__Task__.
Could you write out the opening lines of the data, word for word, stopping after the line that contains "identifier (identity key)."?

Records from a data collection
╔══

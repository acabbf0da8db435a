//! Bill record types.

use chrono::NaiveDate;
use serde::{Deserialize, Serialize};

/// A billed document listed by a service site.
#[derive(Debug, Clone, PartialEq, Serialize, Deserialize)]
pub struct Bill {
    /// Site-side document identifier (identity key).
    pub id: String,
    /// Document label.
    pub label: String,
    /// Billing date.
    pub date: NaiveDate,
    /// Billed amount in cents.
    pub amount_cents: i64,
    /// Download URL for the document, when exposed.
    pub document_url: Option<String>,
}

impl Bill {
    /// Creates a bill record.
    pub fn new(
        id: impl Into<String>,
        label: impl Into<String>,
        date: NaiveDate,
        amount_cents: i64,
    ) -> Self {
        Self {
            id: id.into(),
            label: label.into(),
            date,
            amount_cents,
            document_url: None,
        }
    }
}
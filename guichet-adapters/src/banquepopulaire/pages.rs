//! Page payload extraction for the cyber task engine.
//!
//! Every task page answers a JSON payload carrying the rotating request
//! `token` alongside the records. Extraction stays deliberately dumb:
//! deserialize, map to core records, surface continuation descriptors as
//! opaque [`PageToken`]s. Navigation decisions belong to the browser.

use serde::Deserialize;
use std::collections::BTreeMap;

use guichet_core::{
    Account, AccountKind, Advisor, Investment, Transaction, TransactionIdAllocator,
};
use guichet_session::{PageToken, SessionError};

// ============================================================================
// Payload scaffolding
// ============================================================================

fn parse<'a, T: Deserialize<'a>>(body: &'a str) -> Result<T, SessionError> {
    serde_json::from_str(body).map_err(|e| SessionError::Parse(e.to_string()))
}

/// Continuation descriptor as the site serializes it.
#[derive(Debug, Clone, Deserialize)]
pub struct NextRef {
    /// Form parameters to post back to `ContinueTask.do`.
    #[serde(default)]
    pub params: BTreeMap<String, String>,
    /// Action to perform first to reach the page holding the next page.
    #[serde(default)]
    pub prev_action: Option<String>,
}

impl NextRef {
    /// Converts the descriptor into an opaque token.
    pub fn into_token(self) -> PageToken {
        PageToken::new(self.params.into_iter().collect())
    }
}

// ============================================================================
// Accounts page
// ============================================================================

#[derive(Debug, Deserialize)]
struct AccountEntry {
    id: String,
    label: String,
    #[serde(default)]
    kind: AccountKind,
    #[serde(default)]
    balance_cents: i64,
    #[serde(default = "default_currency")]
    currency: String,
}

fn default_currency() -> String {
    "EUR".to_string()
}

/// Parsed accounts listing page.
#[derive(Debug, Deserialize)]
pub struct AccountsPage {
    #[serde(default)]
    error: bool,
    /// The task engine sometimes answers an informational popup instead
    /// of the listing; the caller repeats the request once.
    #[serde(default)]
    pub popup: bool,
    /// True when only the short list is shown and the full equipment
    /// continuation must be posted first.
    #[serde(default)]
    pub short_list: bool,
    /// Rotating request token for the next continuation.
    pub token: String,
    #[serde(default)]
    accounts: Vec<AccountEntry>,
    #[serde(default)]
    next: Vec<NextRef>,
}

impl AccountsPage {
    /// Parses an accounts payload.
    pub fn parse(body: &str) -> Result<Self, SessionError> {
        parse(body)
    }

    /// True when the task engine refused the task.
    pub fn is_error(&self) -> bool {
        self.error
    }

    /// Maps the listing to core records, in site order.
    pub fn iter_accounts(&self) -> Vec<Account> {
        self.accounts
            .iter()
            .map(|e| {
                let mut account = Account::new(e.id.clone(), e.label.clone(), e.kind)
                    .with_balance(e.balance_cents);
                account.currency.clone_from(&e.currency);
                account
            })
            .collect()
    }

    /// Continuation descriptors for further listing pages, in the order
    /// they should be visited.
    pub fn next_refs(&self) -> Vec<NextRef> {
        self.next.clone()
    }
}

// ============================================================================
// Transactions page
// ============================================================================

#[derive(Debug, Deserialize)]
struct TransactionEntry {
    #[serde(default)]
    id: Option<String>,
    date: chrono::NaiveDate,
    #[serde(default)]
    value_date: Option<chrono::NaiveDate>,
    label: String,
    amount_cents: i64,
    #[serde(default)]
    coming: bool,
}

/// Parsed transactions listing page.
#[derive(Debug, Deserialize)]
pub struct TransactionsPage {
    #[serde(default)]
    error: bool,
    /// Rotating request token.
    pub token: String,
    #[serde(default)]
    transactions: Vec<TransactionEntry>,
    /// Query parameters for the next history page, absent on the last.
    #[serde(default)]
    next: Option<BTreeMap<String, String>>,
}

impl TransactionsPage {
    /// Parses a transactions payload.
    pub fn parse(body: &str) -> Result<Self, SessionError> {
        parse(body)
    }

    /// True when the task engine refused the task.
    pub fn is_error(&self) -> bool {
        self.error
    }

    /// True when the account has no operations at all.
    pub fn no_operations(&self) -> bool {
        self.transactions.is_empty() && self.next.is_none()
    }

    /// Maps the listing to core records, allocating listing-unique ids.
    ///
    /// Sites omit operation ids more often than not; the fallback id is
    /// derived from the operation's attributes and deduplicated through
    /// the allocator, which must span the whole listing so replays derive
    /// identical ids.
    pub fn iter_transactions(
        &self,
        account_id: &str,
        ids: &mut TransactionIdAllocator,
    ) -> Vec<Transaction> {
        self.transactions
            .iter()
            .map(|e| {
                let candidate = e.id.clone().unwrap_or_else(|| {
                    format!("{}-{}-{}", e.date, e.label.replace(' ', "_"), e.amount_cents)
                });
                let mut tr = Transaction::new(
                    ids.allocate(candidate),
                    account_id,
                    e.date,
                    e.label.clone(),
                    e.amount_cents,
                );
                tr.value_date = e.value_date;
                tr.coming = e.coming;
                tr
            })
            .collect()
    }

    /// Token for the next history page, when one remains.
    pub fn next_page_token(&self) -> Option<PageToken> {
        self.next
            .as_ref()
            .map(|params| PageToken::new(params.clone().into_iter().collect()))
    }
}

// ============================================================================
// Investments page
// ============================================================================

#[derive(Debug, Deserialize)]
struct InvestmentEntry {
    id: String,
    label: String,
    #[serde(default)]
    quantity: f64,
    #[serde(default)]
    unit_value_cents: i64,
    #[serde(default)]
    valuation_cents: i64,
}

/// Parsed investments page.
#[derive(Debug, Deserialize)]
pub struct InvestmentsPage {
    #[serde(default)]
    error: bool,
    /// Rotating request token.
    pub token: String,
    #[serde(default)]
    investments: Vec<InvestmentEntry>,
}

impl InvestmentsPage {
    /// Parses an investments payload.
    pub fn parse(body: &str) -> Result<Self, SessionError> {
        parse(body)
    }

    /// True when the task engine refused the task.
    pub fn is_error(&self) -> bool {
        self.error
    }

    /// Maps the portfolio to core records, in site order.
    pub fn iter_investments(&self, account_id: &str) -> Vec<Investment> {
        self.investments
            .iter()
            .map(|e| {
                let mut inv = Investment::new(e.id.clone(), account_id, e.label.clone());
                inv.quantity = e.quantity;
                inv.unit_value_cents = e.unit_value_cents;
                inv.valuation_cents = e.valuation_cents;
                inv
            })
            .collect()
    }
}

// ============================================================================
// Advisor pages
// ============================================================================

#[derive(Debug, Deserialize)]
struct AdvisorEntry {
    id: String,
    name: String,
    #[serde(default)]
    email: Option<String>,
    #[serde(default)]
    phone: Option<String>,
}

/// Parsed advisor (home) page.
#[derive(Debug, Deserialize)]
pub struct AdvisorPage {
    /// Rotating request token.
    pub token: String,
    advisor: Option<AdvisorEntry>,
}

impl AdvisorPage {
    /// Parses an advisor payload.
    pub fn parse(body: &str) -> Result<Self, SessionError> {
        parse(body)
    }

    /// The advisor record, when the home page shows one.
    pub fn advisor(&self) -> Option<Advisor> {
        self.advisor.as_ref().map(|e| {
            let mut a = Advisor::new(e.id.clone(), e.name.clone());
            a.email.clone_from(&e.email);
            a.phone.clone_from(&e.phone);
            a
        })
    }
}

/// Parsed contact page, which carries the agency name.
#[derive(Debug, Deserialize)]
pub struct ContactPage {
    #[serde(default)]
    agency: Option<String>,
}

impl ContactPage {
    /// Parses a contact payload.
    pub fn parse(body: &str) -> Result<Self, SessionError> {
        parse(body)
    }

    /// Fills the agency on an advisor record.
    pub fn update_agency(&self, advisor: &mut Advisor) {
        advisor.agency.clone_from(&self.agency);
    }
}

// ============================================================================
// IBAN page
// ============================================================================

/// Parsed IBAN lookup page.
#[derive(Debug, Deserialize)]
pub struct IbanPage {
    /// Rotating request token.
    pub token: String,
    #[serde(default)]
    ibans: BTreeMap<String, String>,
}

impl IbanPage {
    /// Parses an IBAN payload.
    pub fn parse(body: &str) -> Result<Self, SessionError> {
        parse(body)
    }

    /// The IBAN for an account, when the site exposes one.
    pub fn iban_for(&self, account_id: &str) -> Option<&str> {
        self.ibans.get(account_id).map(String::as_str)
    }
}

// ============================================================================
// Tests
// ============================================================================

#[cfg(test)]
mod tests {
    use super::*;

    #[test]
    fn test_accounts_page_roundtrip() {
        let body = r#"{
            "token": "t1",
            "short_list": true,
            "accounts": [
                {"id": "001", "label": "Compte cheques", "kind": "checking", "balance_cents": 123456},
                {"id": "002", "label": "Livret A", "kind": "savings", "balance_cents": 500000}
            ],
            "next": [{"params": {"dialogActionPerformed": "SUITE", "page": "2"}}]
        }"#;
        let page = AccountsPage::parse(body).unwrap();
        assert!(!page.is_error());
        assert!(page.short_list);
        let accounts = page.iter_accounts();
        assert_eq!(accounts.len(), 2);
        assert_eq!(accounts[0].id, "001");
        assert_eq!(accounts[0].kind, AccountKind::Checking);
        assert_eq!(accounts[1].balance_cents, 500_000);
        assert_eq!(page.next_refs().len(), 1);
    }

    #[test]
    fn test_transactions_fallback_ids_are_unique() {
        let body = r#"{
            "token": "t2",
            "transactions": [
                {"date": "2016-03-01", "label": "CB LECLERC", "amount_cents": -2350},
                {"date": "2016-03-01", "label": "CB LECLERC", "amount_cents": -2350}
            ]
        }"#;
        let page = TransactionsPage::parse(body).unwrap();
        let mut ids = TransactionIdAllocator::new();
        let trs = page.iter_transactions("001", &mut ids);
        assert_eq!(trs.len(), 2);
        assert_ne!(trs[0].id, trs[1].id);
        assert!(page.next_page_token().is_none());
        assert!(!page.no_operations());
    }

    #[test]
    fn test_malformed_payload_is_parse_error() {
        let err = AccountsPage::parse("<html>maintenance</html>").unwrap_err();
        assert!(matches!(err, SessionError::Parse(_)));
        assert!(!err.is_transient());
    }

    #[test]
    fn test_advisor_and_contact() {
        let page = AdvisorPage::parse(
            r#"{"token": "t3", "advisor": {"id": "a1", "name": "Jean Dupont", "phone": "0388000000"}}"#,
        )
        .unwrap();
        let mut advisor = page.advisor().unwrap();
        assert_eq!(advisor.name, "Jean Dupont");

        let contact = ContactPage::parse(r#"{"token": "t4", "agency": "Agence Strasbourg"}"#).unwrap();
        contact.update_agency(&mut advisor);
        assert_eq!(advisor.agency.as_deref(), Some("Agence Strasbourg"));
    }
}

╚══

__Your response__.
repository acabbf0da8db435a
//! Bill record types.

use chrono::NaiveDate;
use serde::{Deserialize, Serialize};

/// A billed document listed by a service site.
#[derive(Debug, Clone, PartialEq, Serialize, Deserialize)]
pub struct Bill {
    /// Site-side document identifier (identity key).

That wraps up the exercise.